7 Haziran 2009 Pazar
Kendini İyi Yazmaya Zorlama Durumları
6 Haziran 2009 Cumartesi
Hangi Tarkan?
Kadim zamanlarda deyimi, çok eski zamanlarda, geçmişin derinliklerindeki zaman dilimlerinden biri demekse, işte Tarkan benim kadim zamanlarımdan bir çizgi roman kahramanı. Hangi Tarkan mı? Elbette, Sezgin Burak'ın kendi aile köklerinin uzandığı Tatarlar'dan esinlenerek,Tatar Kanı kelimelerinden Tarkan kelimesini türeterek yarattığı karizmatik çizgi roman kahramanı. Bugün ofise gelen bir kargo paketini masama koyarlarken, "Birine çizgi roman mı hediye edeceksiniz?"diye sordular. Baktım gelen, Tarkan'ın yaratıcısı Sezgin Burak Hayatı ve Eserleri adındaki kitap. "Yoo!" dedim. "Bu benim! Bu benim beklediğim kitap!" Evvel zaman içinde, çok severek okuduğum bir çizgi roman kahramanıydı Tarkan.

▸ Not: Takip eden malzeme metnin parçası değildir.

//! Runs reconciliation cycles and remembers what the last one saw.
//!
//! Cycles can be triggered by the HTTP API, by the periodic timer and by
//! device events. Only one runs at a time: the previous snapshot sits
//! behind an async mutex that is held for the whole cycle.

use chrono::{DateTime, Utc};
use futures::StreamExt;
use serde::Serialize;
use std::sync::{Arc, RwLock};
use std::time::Duration;
use tokio::sync::{broadcast, Mutex};
use tokio::task::JoinHandle;

use togglboard_core::{
    sync, DeviceAdapter, ObservedState, ParticleClient, PositionTable, SyncError, TrackerAdapter,
};

/// Wait before reconnecting to the device event stream.
const RECONNECT_DELAY: Duration = Duration::from_secs(5);

/// Summary of recent cycles, for the status endpoint.
#[derive(Debug, Clone, Default, Serialize)]
pub struct DriverStatus {
    /// Completed cycles, successful or not
    pub cycles: u64,
    pub last_success_at: Option<DateTime<Utc>>,
    pub last_error: Option<String>,
    pub last_error_at: Option<DateTime<Utc>>,
    /// Snapshot the next cycle will compare against
    pub previous: Option<ObservedState>,
}

pub struct Driver {
    tracker: Arc<dyn TrackerAdapter>,
    device: Arc<dyn DeviceAdapter>,
    table: PositionTable,
    previous: Mutex<Option<ObservedState>>,
    status: RwLock<DriverStatus>,
}

impl Driver {
    pub fn new(
        tracker: Arc<dyn TrackerAdapter>,
        device: Arc<dyn DeviceAdapter>,
        table: PositionTable,
    ) -> Self {
        Self {
            tracker,
            device,
            table,
            previous: Mutex::new(None),
            status: RwLock::new(DriverStatus::default()),
        }
    }

    /// Runs a cycle, waiting for any cycle already in flight to finish.
    pub async fn run_cycle(&self) -> Result<ObservedState, SyncError> {
        let mut previous = self.previous.lock().await;
        self.cycle(&mut previous).await
    }

    /// Runs a cycle unless one is already in flight.
    ///
    /// Returns `None` when the trigger was dropped.
    pub async fn try_run_cycle(&self) -> Option<Result<ObservedState, SyncError>> {
        let Ok(mut previous) = self.previous.try_lock() else {
            tracing::debug!("sync already in progress, skipping");
            return None;
        };
        Some(self.cycle(&mut previous).await)
    }

    async fn cycle(&self, previous: &mut Option<ObservedState>) -> Result<ObservedState, SyncError> {
        let result = sync(
            previous.as_ref(),
            self.tracker.as_ref(),
            self.device.as_ref(),
            &self.table,
        )
        .await;

        // Any failure forgets the previous snapshot so the next cycle
        // bootstraps from the tracker.
        *previous = result.as_ref().ok().cloned();

        let mut status = self.status.write().unwrap_or_else(|e| e.into_inner());
        status.cycles += 1;
        status.previous = previous.clone();
        match &result {
            Ok(state) => {
                status.last_success_at = Some(Utc::now());
                tracing::debug!(?state, "sync success");
            }
            Err(e) => {
                status.last_error = Some(e.to_string());
                status.last_error_at = Some(Utc::now());
                tracing::warn!("sync error: {}", e);
            }
        }

        result
    }

    pub fn status(&self) -> DriverStatus {
        self.status
            .read()
            .unwrap_or_else(|e| e.into_inner())
            .clone()
    }

    /// Runs a cycle every `period` until shutdown.
    ///
    /// Ticks that land while a cycle is still running are dropped.
    pub fn spawn_timer(
        self: Arc<Self>,
        period: Duration,
        mut shutdown: broadcast::Receiver<()>,
    ) -> JoinHandle<()> {
        tokio::spawn(async move {
            let mut interval = tokio::time::interval(period);
            interval.set_missed_tick_behavior(tokio::time::MissedTickBehavior::Skip);
            interval.tick().await; // consume the first immediate tick

            loop {
                tokio::select! {
                    _ = shutdown.recv() => break,
                    _ = interval.tick() => {
                        let _ = self.try_run_cycle().await;
                    }
                }
            }
            tracing::debug!("sync timer stopped");
        })
    }

    /// Runs a cycle whenever the device reports a position change or comes
    /// online. Reconnects when the event stream drops.
    pub fn spawn_event_listener(
        self: Arc<Self>,
        particle: ParticleClient,
        mut shutdown: broadcast::Receiver<()>,
    ) -> JoinHandle<()> {
        tokio::spawn(async move {
            'connect: loop {
                match particle.subscribe().await {
                    Ok(mut events) => {
                        tracing::info!("Subscribed to events from {}", particle.device_name());
                        loop {
                            tokio::select! {
                                _ = shutdown.recv() => break 'connect,
                                event = events.next() => match event {
                                    Some(Ok(event)) if event.is_trigger() => {
                                        tracing::debug!(event = %event.name, "device event");
                                        let _ = self.try_run_cycle().await;
                                    }
                                    Some(Ok(_)) => {}
                                    Some(Err(e)) => {
                                        tracing::warn!("Device event stream failed: {}", e);
                                        break;
                                    }
                                    None => {
                                        tracing::debug!("Device event stream closed");
                                        break;
                                    }
                                },
                            }
                        }
                    }
                    Err(e) => tracing::warn!("Failed to subscribe to device events: {}", e),
                }

                tokio::select! {
                    _ = shutdown.recv() => break,
                    _ = tokio::time::sleep(RECONNECT_DELAY) => {}
                }
            }
            tracing::debug!("device event listener stopped");
        })
    }
}

#[cfg(test)]
pub(crate) mod tests {
    use super::*;
    use async_trait::async_trait;
    use togglboard_core::{AdapterError, DeviceState, ProjectId, TrackerState};
    use tokio::sync::Notify;

    /// Tracker fake; optionally parks inside `get_current_state` until released.
    #[derive(Default)]
    pub(crate) struct FakeTracker {
        pub state: std::sync::Mutex<TrackerState>,
        pub writes: std::sync::Mutex<Vec<Option<ProjectId>>>,
        pub fail: std::sync::atomic::AtomicBool,
        pub gated: bool,
        pub entered: Notify,
        pub release: Notify,
    }

    #[async_trait]
    impl TrackerAdapter for FakeTracker {
        async fn get_current_state(&self) -> Result<TrackerState, AdapterError> {
            if self.gated {
                self.entered.notify_one();
                self.release.notified().await;
            }
            if self.fail.load(std::sync::atomic::Ordering::SeqCst) {
                return Err(AdapterError::Unreachable(
                    "Connection to Toggl API failed!".to_string(),
                ));
            }
            Ok(self.state.lock().unwrap().clone())
        }

        async fn set_current_state(
            &self,
            project: Option<ProjectId>,
        ) -> Result<TrackerState, AdapterError> {
            self.writes.lock().unwrap().push(project);
            let state = project
                .map(TrackerState::with_project)
                .unwrap_or_else(TrackerState::idle);
            *self.state.lock().unwrap() = state.clone();
            Ok(state)
        }
    }

    #[derive(Default)]
    pub(crate) struct FakeDevice {
        pub state: std::sync::Mutex<DeviceState>,
        pub writes: std::sync::Mutex<Vec<usize>>,
    }

    #[async_trait]
    impl DeviceAdapter for FakeDevice {
        async fn get_current_state(&self) -> Result<DeviceState, AdapterError> {
            Ok(self.state.lock().unwrap().clone())
        }

        async fn set_current_state(&self, position: usize) -> Result<DeviceState, AdapterError> {
            self.writes.lock().unwrap().push(position);
            let state = DeviceState::at(position as i32);
            *self.state.lock().unwrap() = state.clone();
            Ok(state)
        }
    }

    pub(crate) fn table() -> PositionTable {
        [1000u64, 2000, 3000, 4000, 5000, 6000, 7000]
            .into_iter()
            .collect()
    }

    pub(crate) fn fakes(project: Option<u64>, position: i32) -> (Arc<FakeTracker>, Arc<FakeDevice>) {
        let tracker = FakeTracker {
            state: std::sync::Mutex::new(TrackerState {
                project_id: project.map(ProjectId),
                ..TrackerState::default()
            }),
            ..FakeTracker::default()
        };
        let device = FakeDevice {
            state: std::sync::Mutex::new(DeviceState::at(position)),
            ..FakeDevice::default()
        };
        (Arc::new(tracker), Arc::new(device))
    }

    #[tokio::test]
    async fn test_success_keeps_observed_state() {
        let (tracker, device) = fakes(Some(2000), 2);
        let driver = Driver::new(tracker, device, table());

        let observed = driver.run_cycle().await.unwrap();

        let status = driver.status();
        assert_eq!(status.cycles, 1);
        assert_eq!(status.previous, Some(observed));
        assert!(status.last_success_at.is_some());
        assert!(status.last_error.is_none());
    }

    #[tokio::test]
    async fn test_previous_state_drives_next_cycle() {
        let (tracker, device) = fakes(Some(1000), 1);
        let driver = Driver::new(tracker.clone(), device.clone(), table());

        driver.run_cycle().await.unwrap();
        *device.state.lock().unwrap() = DeviceState::at(7);
        driver.run_cycle().await.unwrap();

        // The board moved since the last cycle, so Toggl follows it
        assert_eq!(*tracker.writes.lock().unwrap(), vec![Some(ProjectId(7000))]);
        assert!(device.writes.lock().unwrap().is_empty());
    }

    #[tokio::test]
    async fn test_error_resets_to_bootstrap() {
        let (tracker, device) = fakes(Some(1000), 1);
        let driver = Driver::new(tracker.clone(), device.clone(), table());

        driver.run_cycle().await.unwrap();
        tracker.fail.store(true, std::sync::atomic::Ordering::SeqCst);
        assert!(driver.run_cycle().await.is_err());

        let status = driver.status();
        assert!(status.previous.is_none());
        assert_eq!(
            status.last_error.as_deref(),
            Some("tracker: Connection to Toggl API failed!")
        );

        // With no previous snapshot the board change is overridden by Toggl
        tracker.fail.store(false, std::sync::atomic::Ordering::SeqCst);
        *device.state.lock().unwrap() = DeviceState::at(7);
        driver.run_cycle().await.unwrap();
        assert_eq!(*device.writes.lock().unwrap(), vec![1]);
        assert!(tracker.writes.lock().unwrap().is_empty());
    }

    #[tokio::test]
    async fn test_overlapping_trigger_is_dropped() {
        let tracker = Arc::new(FakeTracker {
            gated: true,
            ..FakeTracker::default()
        });
        let device = Arc::new(FakeDevice::default());
        *device.state.lock().unwrap() = DeviceState::at(0);
        let driver = Arc::new(Driver::new(tracker.clone(), device, table()));

        let running = {
            let driver = driver.clone();
            tokio::spawn(async move { driver.run_cycle().await })
        };
        tracker.entered.notified().await;

        assert!(driver.try_run_cycle().await.is_none());

        tracker.release.notify_one();
        running.await.unwrap().unwrap();
        assert_eq!(driver.status().cycles, 1);
    }

    #[tokio::test]
    async fn test_timer_runs_cycles_until_shutdown() {
        let (tracker, device) = fakes(None, 0);
        let driver = Arc::new(Driver::new(tracker, device, table()));
        let (shutdown_tx, shutdown_rx) = broadcast::channel(1);

        let handle = driver
            .clone()
            .spawn_timer(Duration::from_millis(10), shutdown_rx);
        tokio::time::sleep(Duration::from_millis(100)).await;
        shutdown_tx.send(()).unwrap();
        handle.await.unwrap();

        assert!(driver.status().cycles >= 1);
    }
}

Yıllardır okumamıştım. Hatta unutmuşum. Öyle ki, son zamanlarda neden bizim, yerli çizgi roman kahramanımız yok diye hayıflanıp duruyordum. Vardı oysa. Hem de zamanına damgasını vurmuş, bizden birinin yarattığı, bizden bir çizgi roman kahramanıydı. Tarkan! Ve Tarkan'ı nasıl ilgiyle okurdum. Sezgin Burak'ın eşi ve çocukları tarafından kurulan, Tarkan Çizgiromanını ve Sezgin Burak'ı yaşatma derneği, Sezgin Burak okurları için hazırlanmış olan bu kitabı, internet üzerinden derneğe 20.-TL bağış yapan herkese gönderiyorlar. Ben de bu yolla elde etim. Kitap piyasada satılmıyor. Bana gelen kitabı Sezgin Burak'ın oğlu Tan Burak imzalamış. Sade ve samimi bir dille kaleme alınan kitabı bir solukta okudum!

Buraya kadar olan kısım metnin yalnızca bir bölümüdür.